2.頭痛特點為突然發生一連串密集發作,病程為4~8周,間以數月或數年的緩解期。
3.頭痛常在夜間發作,常先起于一側眼部繼之擴展至半個頭部。
4.發作時伴有自主神經癥狀如球結膜充血、顏面潮紅等。
5.應用磷酸組織胺0.1mg皮下注射(用藥前須作過敏試驗),20~40分鐘即可誘發疼痛。
四、顱內占位病變引起的頭痛
顱內占位病變(顱內腫瘤、腦膿腫、顱內血腫、顱內寄生蟲等)牽引顱內敏感結構(大動脈、靜脈和頸靜脈竇,第V、Ⅶ、X顱神經)可致頭痛;頭痛也可因占位病變直接壓迫、刺激鄰近敏感結構所致。
(一)臨床表現
當顱內占位性病變造成顱內壓增高時,頭痛則為最常見的癥狀,一旦頭痛發生則呈持續進展性加重。通常為跳痛性,頭痛臥位最明顯,開始在凌晨或夜間發生并比較顯著,而白天活動或站立后略好轉,以后變為持續性,可因咳嗽、噴嚏、用力、低頭而加重。頭痛嚴重者可伴惡心、嘔吐。

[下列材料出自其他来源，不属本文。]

//! The in-memory date → record map and the read-only views derived from it.

use std::collections::{BTreeMap, BTreeSet};
use std::ops::Bound;

use chrono::NaiveDate;
use serde::Serialize;

use crate::models::{BleedingDay, BleedingEpisode, LogRecord, YearMonth};

/// Every logged day, keyed and ordered by date.
#[derive(Debug, Clone, Default, PartialEq, Eq, Serialize)]
#[serde(transparent)]
pub struct LogCollection {
    records: BTreeMap<NaiveDate, LogRecord>,
}

impl LogCollection {
    pub fn new() -> Self {
        Self::default()
    }

    pub fn len(&self) -> usize {
        self.records.len()
    }

    pub fn is_empty(&self) -> bool {
        self.records.is_empty()
    }

    pub fn get(&self, date: NaiveDate) -> Option<&LogRecord> {
        self.records.get(&date)
    }

    /// Replaces whatever was stored for the record's date.
    pub fn insert(&mut self, record: LogRecord) -> Option<LogRecord> {
        self.records.insert(record.date(), record)
    }

    pub fn remove(&mut self, date: NaiveDate) -> Option<LogRecord> {
        self.records.remove(&date)
    }

    /// Records inside the inclusive `[start, end]` window. Either bound may be
    /// open; an inverted window yields nothing.
    pub fn within(
        &self,
        start: Option<NaiveDate>,
        end: Option<NaiveDate>,
    ) -> impl Iterator<Item = &LogRecord> {
        let inverted = matches!((start, end), (Some(s), Some(e)) if s > e);
        let bounds = (
            start.map_or(Bound::Unbounded, Bound::Included),
            end.map_or(Bound::Unbounded, Bound::Included),
        );
        let range = if inverted {
            None
        } else {
            Some(self.records.range(bounds))
        };
        range.into_iter().flatten().map(|(_, record)| record)
    }

    pub fn all_dates(&self) -> Vec<NaiveDate> {
        self.records.keys().copied().collect()
    }

    pub fn dates_with_bleeding(&self) -> Vec<NaiveDate> {
        self.dates_where(LogRecord::has_bleeding)
    }

    pub fn dates_with_any_activity(&self) -> Vec<NaiveDate> {
        self.dates_where(LogRecord::has_any_activity)
    }

    fn dates_where(&self, keep: impl Fn(&LogRecord) -> bool) -> Vec<NaiveDate> {
        self.records
            .values()
            .filter(|record| keep(*record))
            .map(LogRecord::date)
            .collect()
    }

    /// Distinct months that hold at least one record, ascending.
    pub fn months_with_data(&self) -> Vec<YearMonth> {
        self.records
            .keys()
            .map(|date| YearMonth::of(*date))
            .collect::<BTreeSet<_>>()
            .into_iter()
            .collect()
    }

    pub fn dates_in_month(&self, month: YearMonth) -> Vec<NaiveDate> {
        self.within(Some(month.first_day()), Some(month.last_day()))
            .map(LogRecord::date)
            .collect()
    }

    /// Bleeding days grouped into runs of consecutive calendar days.
    pub fn bleeding_episodes(&self) -> Vec<BleedingEpisode> {
        let mut episodes = Vec::new();
        let mut current: Vec<BleedingDay> = Vec::new();

        for record in self.records.values().filter(|r| r.has_bleeding()) {
            let day = BleedingDay {
                date: record.date(),
                intensity: record.fields().bleeding.clone().unwrap_or_default(),
            };
            let continues = current
                .last()
                .is_some_and(|prev| day.date.signed_duration_since(prev.date).num_days() == 1);
            if !continues {
                episodes.extend(close_episode(std::mem::take(&mut current)));
            }
            current.push(day);
        }
        episodes.extend(close_episode(current));

        episodes
    }
}

fn close_episode(days: Vec<BleedingDay>) -> Option<BleedingEpisode> {
    let start_date = days.first()?.date;
    let end_date = days.last()?.date;
    Some(BleedingEpisode {
        start_date,
        end_date,
        days,
    })
}

impl FromIterator<LogRecord> for LogCollection {
    fn from_iter<I: IntoIterator<Item = LogRecord>>(iter: I) -> Self {
        let mut collection = Self::new();
        for record in iter {
            collection.insert(record);
        }
        collection
    }
}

顱內占位病變直接壓迫第V、Ⅶ、Ⅸ、X顱神經及上部頸神經根,亦可產生神經痛性頭痛。
(二)診斷要點
1.顱內占位性頭痛常為全頭痛,限局部位頭痛對占位病變定位可能有意義。
2.幕上腫瘤視乳頭水腫出現前,頭痛多在前額,視乳頭水腫出現前后則為全頭痛。
3.后顱凹腫瘤頭痛出現早,程度劇烈,多在后頭部,并向頸及前額放散。
4.蝶鞍區腫瘤較常引起眼球后或兩顳側痛。
5.腦室系統腫瘤頭痛隨體位改變而減輕或加重并伴有惡心、嘔吐。